L’exemple le plus spectaculaire de cette ouverture est sans doute le livre The Birth of the Palestinian Refugee Problem, 1947—1949 que publie en 1989 un de ses collègues à l’Université de Haïfa, Benny Morris. Ce livre décrit de façon détaillée les nombreuses expulsions de Palestiniens de leurs villages et villes effectuées par les Juifs en fondant Israël. Des expulsions durant lesquelles eurent lieu des massacres et toutes sortes d’atrocités, incluant des viols.
« Quiconque fréquenterait le monde universitaire israélien au milieu des années 1990 sentirait sans doute un vent d’ouverture et de pluralisme souffler dans les couloirs d’un établissement stagnant qui avait été douloureusement fidèle à l’idéologie sioniste dominante dans tous les domaines de recherche touchant à la réalité israélienne, passée ou présente, » affirme Pappé. «  Cette nouvelle ambiance permettait aux chercheurs de revoir l’histoire de 1948 et d’accepter certaines revendications palestiniennes sur ce conflit. Elle donnait lieu à des travaux d’érudition locaux qui remettaient en question de manière spectaculaire l’historiographie des débuts d’Israël. »

Cependant, cette fenêtre d’ouverture disparaît avec une rapidité remarquable, lorsqu’éclate la Seconde Intifada en 2 000, cet immense soulèvement populaire palestinien contre l’occupation, souvent accompagné de gestes violents, et qui ne se terminera qu’en 2005.

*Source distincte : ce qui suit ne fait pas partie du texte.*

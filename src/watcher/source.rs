//! Raw change sources.
//!
//! A [`ChangeSource`] watches one root recursively and forwards normalized
//! [`RawEvent`]s to a sink. [`NotifySource`] is the native implementation on
//! top of `notify`; tests inject their own sources.

use std::path::{Path, PathBuf};
use std::sync::Arc;

use notify::event::{ModifyKind, RenameMode};
use notify::{Event, EventKind, RecursiveMode, Watcher};
use parking_lot::RwLock;

use super::error::WatchError;
use super::exclusions::IgnoreRules;

/// A filesystem change reduced to what the pipeline needs.
#[derive(Debug, Clone, PartialEq, Eq)]
pub enum RawEvent {
    Created(PathBuf),
    Modified(PathBuf),
    Removed(PathBuf),
    Renamed { from: PathBuf, to: PathBuf },
}

impl RawEvent {
    pub fn paths(&self) -> Vec<&Path> {
        match self {
            Self::Created(p) | Self::Modified(p) | Self::Removed(p) => vec![p.as_path()],
            Self::Renamed { from, to } => vec![from.as_path(), to.as_path()],
        }
    }
}

/// Receives events from a source. Called from the source's own thread.
pub type EventSink = Arc<dyn Fn(RawEvent) + Send + Sync>;

/// Creates one source per watched root.
pub type SourceFactory = Arc<dyn Fn() -> Box<dyn ChangeSource> + Send + Sync>;

/// Recursive watch over one root.
pub trait ChangeSource: Send {
    fn start(&mut self, root: &Path, sink: EventSink) -> Result<(), WatchError>;

    fn stop(&mut self);

    /// Replace the permanent ignore patterns applied before forwarding.
    fn update_exclusions(&mut self, patterns: &[String]) -> Result<(), WatchError>;
}

/// Change source backed by the platform watcher.
#[derive(Default)]
pub struct NotifySource {
    watcher: Option<notify::RecommendedWatcher>,
    root: Option<PathBuf>,
    patterns: Vec<String>,
    rules: Arc<RwLock<Option<IgnoreRules>>>,
}

impl NotifySource {
    pub fn new() -> Self {
        Self::default()
    }

    /// Factory producing fresh notify-backed sources.
    pub fn factory() -> SourceFactory {
        Arc::new(|| Box::new(NotifySource::new()) as Box<dyn ChangeSource>)
    }

    fn rebuild_rules(&self) -> Result<(), WatchError> {
        if let Some(root) = &self.root {
            *self.rules.write() = Some(IgnoreRules::new(root, &self.patterns)?);
        }
        Ok(())
    }
}

impl ChangeSource for NotifySource {
    fn start(&mut self, root: &Path, sink: EventSink) -> Result<(), WatchError> {
        self.root = Some(root.to_path_buf());
        self.rebuild_rules()?;

        let rules = Arc::clone(&self.rules);
        let mut watcher = notify::recommended_watcher(move |res: notify::Result<Event>| {
            match res {
                Ok(event) => {
                    let guard = rules.read();
                    for raw in convert(event) {
                        let ignored = guard
                            .as_ref()
                            .is_some_and(|r| raw.paths().iter().all(|p| r.is_ignored(p)));
                        if !ignored {
                            sink(raw);
                        }
                    }
                }
                Err(e) => tracing::error!("[watcher] file watch error: {e}"),
            }
        })?;

        watcher
            .watch(root, RecursiveMode::Recursive)
            .map_err(|e| WatchError::PathWatchFailed {
                path: root.to_path_buf(),
                reason: e.to_string(),
            })?;

        crate::debug_event!("watcher", "watching", "{}", root.display());
        self.watcher = Some(watcher);
        Ok(())
    }

    fn stop(&mut self) {
        if let (Some(mut watcher), Some(root)) = (self.watcher.take(), self.root.as_ref()) {
            if let Err(e) = watcher.unwatch(root) {
                crate::debug_event!("watcher", "unwatch failed", "{}: {e}", root.display());
            }
        }
    }

    fn update_exclusions(&mut self, patterns: &[String]) -> Result<(), WatchError> {
        self.patterns = patterns.to_vec();
        self.rebuild_rules()
    }
}

/// Map a notify event onto zero or more raw events.
pub fn convert(event: Event) -> Vec<RawEvent> {
    let Event { kind, paths, .. } = event;
    match kind {
        EventKind::Create(_) => paths.into_iter().map(RawEvent::Created).collect(),
        EventKind::Remove(_) => paths.into_iter().map(RawEvent::Removed).collect(),
        EventKind::Modify(ModifyKind::Name(RenameMode::Both)) if paths.len() == 2 => {
            let mut paths = paths.into_iter();
            match (paths.next(), paths.next()) {
                (Some(from), Some(to)) => vec![RawEvent::Renamed { from, to }],
                _ => Vec::new(),
            }
        }
        EventKind::Modify(ModifyKind::Name(RenameMode::From)) => {
            paths.into_iter().map(RawEvent::Removed).collect()
        }
        EventKind::Modify(ModifyKind::Name(RenameMode::To)) => {
            paths.into_iter().map(RawEvent::Created).collect()
        }
        // Platforms that cannot tell the two sides of a rename apart.
        EventKind::Modify(ModifyKind::Name(_)) => paths
            .into_iter()
            .map(|p| {
                if p.exists() {
                    RawEvent::Created(p)
                } else {
                    RawEvent::Removed(p)
                }
            })
            .collect(),
        EventKind::Modify(_) => paths.into_iter().map(RawEvent::Modified).collect(),
        _ => Vec::new(),
    }
}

« Moins de dix ans plus tard, il aurait fallu un visiteur imaginatif et déterminé pour trouver la moindre trace de cette ouverture et de ce pluralisme,  » affirme Pappé. « Sa disparition s’inscrit dans le cadre de la disparition générale de la gauche israélienne au lendemain de l’Intifada. (...) Lorsque l’Intifada a éclaté, la gauche l’a exploitée pour quitter une position inconfortable de patriotisme douteux et se rapprocher du centre consensuel. Là, au cœur de la politique israélienne, les fils perdus ont été accueillis dans un processus d’effacement des différences idéologiques entre la gauche et la droite dans l’État juif, qui s’est poursuivi au cours du siècle suivant. »

Rien n’explique mieux ce grand et rapide tournant idéologique qui a eu lieu en Israël que l’Affaire Katz. Un conflit qui amènera Pappé à quitter son pays natal en 2007 et qui illustre pourquoi il est tant détesté aujourd’hui dans son pays.
L’affaire Katz

À la fin des années 1980, Teddy Katz, un étudiant juif dans la quarantaine de l’Université de Haïfa, d’orientation sioniste mais faisant partie du mouvement appelant à la réconciliation, choisit comme sujet de maitrise les évènements qui se sont déroulés dans certains villages près de Haïfa durant la guerre de 1948. Il demande à Pappé de superviser sa recherche, mais ce dernier lui conseille de choisir un autre professeur. Si c’est moi, lui dit-il, cela pourra possiblement affecter la crédibilité de tes découvertes, étant donné que mon opinion sur la question palestinienne est fort connue.
Katz choisit donc un autre professeur.

Après plusieurs années d’efforts soutenus, comprenant de longs interviews de Juifs et de Palestiniens qui ont été témoins des évènements entourant l’expulsion des Palestiniens de villages où se trouve aujourd’hui un tronçon de l’autoroute n° 2 entre Haïfa et Tel Aviv, Katz rédige une maitrise pour laquelle il obtient 97 %, une note qui reflète celles qu’il avait obtenues dans l’ensemble de ses cours.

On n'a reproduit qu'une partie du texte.